:: Directions ::
Print the lines that run from the line with "#[derive(Debug, Clone, Copy, PartialEq, Eq)]" to the line with "#[derive(Debug)]", keeping both end lines, exactly as they appear in the entries below, and nothing else.

==========

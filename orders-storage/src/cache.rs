//! Bounded in-memory order cache.
//!
//! A capacity-limited `order_uid -> Order` map shared between the ingestion
//! job and HTTP handlers. Admission is reject-on-full: once the map holds
//! `limit` entries, new keys are silently dropped and existing entries are
//! never evicted to make room. Updates to keys already present always apply.
//!
//! Readers take a shared lock and receive a clone, so a returned order can
//! never observe a later write. Writers hold the exclusive lock for a single
//! map operation; no I/O happens under either lock.

use orders_core::Order;
use std::collections::HashMap;
use std::sync::atomic::{AtomicU64, Ordering};
use std::sync::{PoisonError, RwLock, RwLockReadGuard, RwLockWriteGuard};

/// Outcome of a [`OrderCache::set`] call.
#[derive(Debug, Clone, Copy, PartialEq, Eq)]
pub enum CacheAdmission {
    /// A new key was admitted.
    Inserted,
    /// An existing entry was overwritten.
    Replaced,
    /// The key was new and the cache was full; nothing changed.
    Rejected,
}

/// Statistics about cache usage.
#[derive(Debug, Clone, Copy, Default, PartialEq, Eq)]
pub struct CacheStats {
    /// Number of entries currently in cache.
    pub entry_count: usize,
    /// Capacity ceiling fixed at construction.
    pub limit: usize,
    /// New keys turned away because the cache was full.
    pub rejected: u64,
}

impl CacheStats {
    /// Occupancy between 0.0 and 1.0.
    pub fn fill_ratio(&self) -> f64 {
        if self.limit == 0 {
            1.0
        } else {
            self.entry_count as f64 / self.limit as f64
        }
    }
}

/// Capacity-limited order cache with many-reader / exclusive-writer access.
#[derive(Debug)]
pub struct OrderCache {
    entries: RwLock<HashMap<String, Order>>,
    limit: usize,
    rejected: AtomicU64,
}

impl OrderCache {
    /// Create an empty cache holding at most `limit` orders.
    pub fn new(limit: usize) -> Self {
        Self {
            entries: RwLock::new(HashMap::with_capacity(limit.min(4096))),
            limit,
            rejected: AtomicU64::new(0),
        }
    }

    /// Look up an order by uid, returning an owned snapshot.
    pub fn get(&self, order_uid: &str) -> Option<Order> {
        read_lock(&self.entries).get(order_uid).cloned()
    }

    pub fn contains(&self, order_uid: &str) -> bool {
        read_lock(&self.entries).contains_key(order_uid)
    }

    /// Insert or overwrite an order keyed by its `order_uid`.
    ///
    /// Existing keys are replaced regardless of occupancy. A new key is
    /// admitted only while `len() < limit`.
    pub fn set(&self, order: Order) -> CacheAdmission {
        let mut entries = write_lock(&self.entries);

        if let Some(slot) = entries.get_mut(&order.order_uid) {
            *slot = order;
            return CacheAdmission::Replaced;
        }

        if entries.len() >= self.limit {
            drop(entries);
            self.rejected.fetch_add(1, Ordering::Relaxed);
            return CacheAdmission::Rejected;
        }

        entries.insert(order.order_uid.clone(), order);
        CacheAdmission::Inserted
    }

    /// Upsert a batch of orders in iteration order. Returns how many were
    /// admitted or replaced.
    pub fn warm<I>(&self, orders: I) -> usize
    where
        I: IntoIterator<Item = Order>,
    {
        orders
            .into_iter()
            .map(|order| self.set(order))
            .filter(|admission| *admission != CacheAdmission::Rejected)
            .count()
    }

    pub fn len(&self) -> usize {
        read_lock(&self.entries).len()
    }

    pub fn is_empty(&self) -> bool {
        self.len() == 0
    }

    pub fn limit(&self) -> usize {
        self.limit
    }

    pub fn stats(&self) -> CacheStats {
        CacheStats {
            entry_count: self.len(),
            limit: self.limit,
            rejected: self.rejected.load(Ordering::Relaxed),
        }
    }
}

// Every critical section is a single map call, so a poisoned map is still consistent.
pub(crate) fn read_lock<T>(lock: &RwLock<T>) -> RwLockReadGuard<'_, T> {
    lock.read().unwrap_or_else(PoisonError::into_inner)
}

pub(crate) fn write_lock<T>(lock: &RwLock<T>) -> RwLockWriteGuard<'_, T> {
    lock.write().unwrap_or_else(PoisonError::into_inner)
}
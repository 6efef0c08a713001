//! Helper macros for the orders API.

/// Implement `FromRef<AppState>` for a state field so handlers can extract it
/// directly.
///
/// ```ignore
/// impl_from_ref!(CachedOrderStore, orders);
/// // Expands to:
/// impl axum::extract::FromRef<AppState> for CachedOrderStore {
///     fn from_ref(state: &AppState) -> Self {
///         state.orders.clone()
///     }
/// }
/// ```
#[macro_export]
macro_rules! impl_from_ref {
    ($type:ty, $field:ident) => {
        impl axum::extract::FromRef<$crate::state::AppState> for $type {
            fn from_ref(state: &$crate::state::AppState) -> Self {
                state.$field.clone()
            }
        }
    };
}
//! REST API Routes
//!
//! - `/orders/:order_uid`: order lookup
//! - `/health/*`: probes
//! - `/metrics`: Prometheus scrape endpoint
//! - `/openapi.json`: generated API document
//!
//! Every route shares the same layers: request tracing, the per-request
//! timeout and the metrics middleware.

pub mod health;
pub mod orders;

use axum::{middleware::from_fn, response::IntoResponse, routing::get, Json, Router};
use tower_http::{timeout::TimeoutLayer, trace::TraceLayer};
use utoipa::OpenApi;

use crate::config::ApiConfig;
use crate::openapi::ApiDoc;
use crate::state::AppState;
use crate::telemetry::{metrics_handler, observability_middleware};

/// GET /openapi.json
pub async fn openapi_json() -> impl IntoResponse {
    Json(ApiDoc::openapi())
}

/// Assemble the full HTTP router.
pub fn create_api_router(state: AppState, config: &ApiConfig) -> Router {
    Router::new()
        .merge(orders::create_router())
        .nest("/health", health::create_router())
        .route("/metrics", get(metrics_handler))
        .route("/openapi.json", get(openapi_json))
        .layer(from_fn(observability_middleware))
        .layer(TimeoutLayer::new(config.request_timeout))
        .layer(TraceLayer::new_for_http())
        .with_state(state)
}
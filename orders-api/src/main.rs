//! Orders Service Entry Point
//!
//! Connects to PostgreSQL and Kafka, warms the cache, then runs ingestion and
//! the HTTP server until SIGINT/SIGTERM.

use std::sync::Arc;

use orders_api::server::{run_until, shutdown_signal};
use orders_api::telemetry::{init_tracing, TelemetryConfig};
use orders_api::{
    create_api_router, ingest_task, ApiConfig, ApiError, ApiResult, AppState, CachedOrderStore,
    DbConfig, IngestConfig, KafkaConfig, KafkaOrderSource, PgOrderStore,
};
use orders_storage::{OrderCache, OrderStore};
use tokio::sync::watch;

#[tokio::main]
async fn main() -> ApiResult<()> {
    init_tracing(&TelemetryConfig::from_env())?;

    let api_config = ApiConfig::from_env();
    let db_config = DbConfig::from_env();
    let kafka_config = KafkaConfig::from_env();
    let ingest_config = IngestConfig::from_env();

    let store = PgOrderStore::from_config(&db_config)?;
    store.verify_connection().await?;
    if db_config.run_migrations {
        store.migrate().await?;
    }
    tracing::info!(pool_size = db_config.max_size, "Connected to order store");

    let store_handle: Arc<dyn OrderStore> = Arc::new(store.clone());
    let cache = Arc::new(OrderCache::new(api_config.cache_limit));
    let orders = CachedOrderStore::new(
        Arc::clone(&store_handle),
        Arc::clone(&cache),
        api_config.lookup_timeout,
    );

    if let Err(e) = orders.warm(api_config.startup_load).await {
        tracing::warn!(error = %e, "Cache warm-up failed, starting cold");
    }

    let source = KafkaOrderSource::connect(&kafka_config)?;
    let (shutdown_tx, shutdown_rx) = watch::channel(false);
    let ingest = tokio::spawn(ingest_task(
        source,
        store_handle,
        cache,
        ingest_config,
        shutdown_rx,
    ));

    let app = create_api_router(AppState::new(orders), &api_config);
    let addr = api_config.bind_addr()?;
    let listener = tokio::net::TcpListener::bind(addr)
        .await
        .map_err(|e| ApiError::internal_error(format!("Failed to bind {}: {}", addr, e)))?;
    tracing::info!(%addr, "Starting orders service");

    let outcome = run_until(
        listener,
        app,
        ingest,
        shutdown_tx,
        api_config.shutdown_grace,
        shutdown_signal(),
    )
    .await;

    store.close();

    let snapshot = outcome?;
    tracing::info!(
        consumed = snapshot.consumed,
        persisted = snapshot.persisted,
        "Orders service stopped"
    );
    Ok(())
}
//! Database Connection Pool Module
//!
//! PostgreSQL connection pooling via deadpool-postgres and the Postgres
//! implementation of the order persistence gateway.
//!
//! An order spans four tables (`orders`, `deliveries`, `payments`, `items`)
//! joined on `order_uid`. Saves run in one transaction that upserts the order
//! row and replaces every child row, so readers never see a mix of two
//! messages.

use std::collections::HashMap;
use std::time::Duration;

use async_trait::async_trait;
use deadpool_postgres::{
    Config, ManagerConfig, Pool, PoolConfig, PoolError, RecyclingMethod, Runtime, Timeouts,
};
use orders_core::{Delivery, Item, Order, Payment, StorageError};
use orders_storage::{OrderStore, StorageResult};
use tokio_postgres::{NoTls, Row};

use crate::config::{env_flag, env_parse};
use crate::constants::{DEFAULT_DB_POOL_SIZE, DEFAULT_DB_TIMEOUT_SECS, DEFAULT_POSTGRES_DSN};
use crate::error::{ApiError, ApiResult};

/// Idempotent schema applied at boot when migrations are enabled.
const SCHEMA_SQL: &str = include_str!("../sql/orders_schema.sql");

// ============================================================================
// CONNECTION POOL CONFIGURATION
// ============================================================================

/// Database connection pool configuration.
#[derive(Debug, Clone, PartialEq)]
pub struct DbConfig {
    /// libpq-style connection string
    pub dsn: String,
    /// Maximum pool size
    pub max_size: usize,
    /// Wait/create/recycle timeout for pooled connections
    pub timeout: Duration,
    /// Apply the bundled schema at startup
    pub run_migrations: bool,
}
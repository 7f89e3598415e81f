// Copyright (c) 2025 Kirky.X
//
// Licensed under the MIT License
// See LICENSE file in the project root for full license information.

use serde::{Deserialize, Serialize};
use std::fmt;

/// 页面加载彻底失败时的标题
pub const TITLE_FAILED_TO_LOAD: &str = "Failed to load";
/// 找不到标题时的标题
pub const TITLE_NOT_FOUND: &str = "Title not found";
/// 找不到正文时的正文
pub const CONTENT_NOT_FOUND: &str = "Content not found";

/// 文章链接
///
/// 列表页中发现的完整文章页地址。一次运行内唯一，
/// 且已经通过栏目路径和文章后缀过滤。
#[derive(Debug, Clone, PartialEq, Eq, Hash, Serialize, Deserialize)]
#[serde(transparent)]
pub struct ArticleLink(String);

impl ArticleLink {
    pub fn new(url: impl Into<String>) -> Self {
        Self(url.into())
    }

    pub fn as_str(&self) -> &str {
        &self.0
    }
}

impl fmt::Display for ArticleLink {
    fn fmt(&self, f: &mut fmt::Formatter<'_>) -> fmt::Result {
        f.write_str(&self.0)
    }
}

impl AsRef<str> for ArticleLink {
    fn as_ref(&self) -> &str {
        &self.0
    }
}

/// 文章记录
///
/// 每次抓取尝试都会得到一条完整记录。`title` 和 `content` 永远存在，
/// 局部失败时取对应的占位文本。
#[derive(Debug, Clone, PartialEq, Eq, Serialize, Deserialize)]
pub struct ArticleRecord {
    /// 文章地址
    pub url: String,
    /// 标题
    pub title: String,
    /// 正文，段落之间以换行分隔
    pub content: String,
    /// 封面图片地址
    pub image_url: Option<String>,
}

impl ArticleRecord {
    /// 页面始终无法加载时的降级记录
    pub fn failed_to_load(url: impl Into<String>) -> Self {
        Self {
            url: url.into(),
            title: TITLE_FAILED_TO_LOAD.to_string(),
            content: String::new(),
            image_url: None,
        }
    }

    /// 是否为加载失败的降级记录
    pub fn is_failed_load(&self) -> bool {
        self.title == TITLE_FAILED_TO_LOAD && self.content.is_empty() && self.image_url.is_none()
    }

    /// 正文预览，最多 `max_chars` 个字符
    pub fn content_preview(&self, max_chars: usize) -> &str {
        match self.content.char_indices().nth(max_chars) {
            Some((idx, _)) => &self.content[..idx],
            None => &self.content,
        }
    }
}
// Copyright (c) 2025 Kirky.X
//
// Licensed under the MIT License
// See LICENSE file in the project root for full license information.

use crate::config::settings::TranslationSettings;
use crate::domain::services::translation_service::{TranslationError, TranslationProvider};
use async_trait::async_trait;
use serde_json::Value;
use std::time::Duration;

/// Google翻译客户端
///
/// 调用公开的 `translate_a/single` 接口（`client=gtx`），不需要API密钥。
///
/// # 配置
///
/// - `translation.endpoint` - 接口地址
/// - `translation.timeout_secs` - 请求超时时间
pub struct GoogleTranslateClient {
    client: reqwest::Client,
    endpoint: String,
}

impl GoogleTranslateClient {
    pub fn new(endpoint: impl Into<String>, timeout: Duration) -> Result<Self, TranslationError> {
        let client = reqwest::Client::builder().timeout(timeout).build()?;
        Ok(Self {
            client,
            endpoint: endpoint.into(),
        })
    }

    pub fn from_settings(settings: &TranslationSettings) -> Result<Self, TranslationError> {
        Self::new(
            settings.endpoint.clone(),
            Duration::from_secs(settings.timeout_secs),
        )
    }
}

#[async_trait]
impl TranslationProvider for GoogleTranslateClient {
    async fn translate(
        &self,
        text: &str,
        source_lang: &str,
        target_lang: &str,
    ) -> Result<String, TranslationError> {
        let response = self
            .client
            .get(&self.endpoint)
            .query(&[
                ("client", "gtx"),
                ("sl", source_lang),
                ("tl", target_lang),
                ("dt", "t"),
                ("q", text),
            ])
            .send()
            .await?;

        let status = response.status();
        if !status.is_success() {
            return Err(TranslationError::HttpStatus(status.as_u16()));
        }

        let body: Value = response.json().await?;
        parse_translation(&body)
    }
}

/// 解析接口响应
///
/// 响应的第一个元素是分段数组，每段的第一个元素是译文片段。
fn parse_translation(body: &Value) -> Result<String, TranslationError> {
    let segments = body
        .get(0)
        .and_then(Value::as_array)
        .ok_or_else(|| TranslationError::InvalidResponse("missing segment list".to_string()))?;

    let translated: String = segments
        .iter()
        .filter_map(|segment| segment.get(0).and_then(Value::as_str))
        .collect();

    if translated.trim().is_empty() {
        return Err(TranslationError::Empty);
    }
    Ok(translated)
}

==========

:: Answer section ::
#[derive(Debug, Clone, Copy, PartialEq, Eq)]
pub enum CacheAdmission {
    /// A new key was admitted.
    Inserted,
    /// An existing entry was overwritten.
    Replaced,
    /// The key was new and the cache was full; nothing changed.
    Rejected,
}

/// Statistics about cache usage.
#[derive(Debug, Clone, Copy, Default, PartialEq, Eq)]
pub struct CacheStats {
    /// Number of entries currently in cache.
    pub entry_count: usize,
    /// Capacity ceiling fixed at construction.
    pub limit: usize,
    /// New keys turned away because the cache was full.
    pub rejected: u64,
}

impl CacheStats {
    /// Occupancy between 0.0 and 1.0.
    pub fn fill_ratio(&self) -> f64 {
        if self.limit == 0 {
            1.0
        } else {
            self.entry_count as f64 / self.limit as f64
        }
    }
}

/// Capacity-limited order cache with many-reader / exclusive-writer access.
#[derive(Debug)]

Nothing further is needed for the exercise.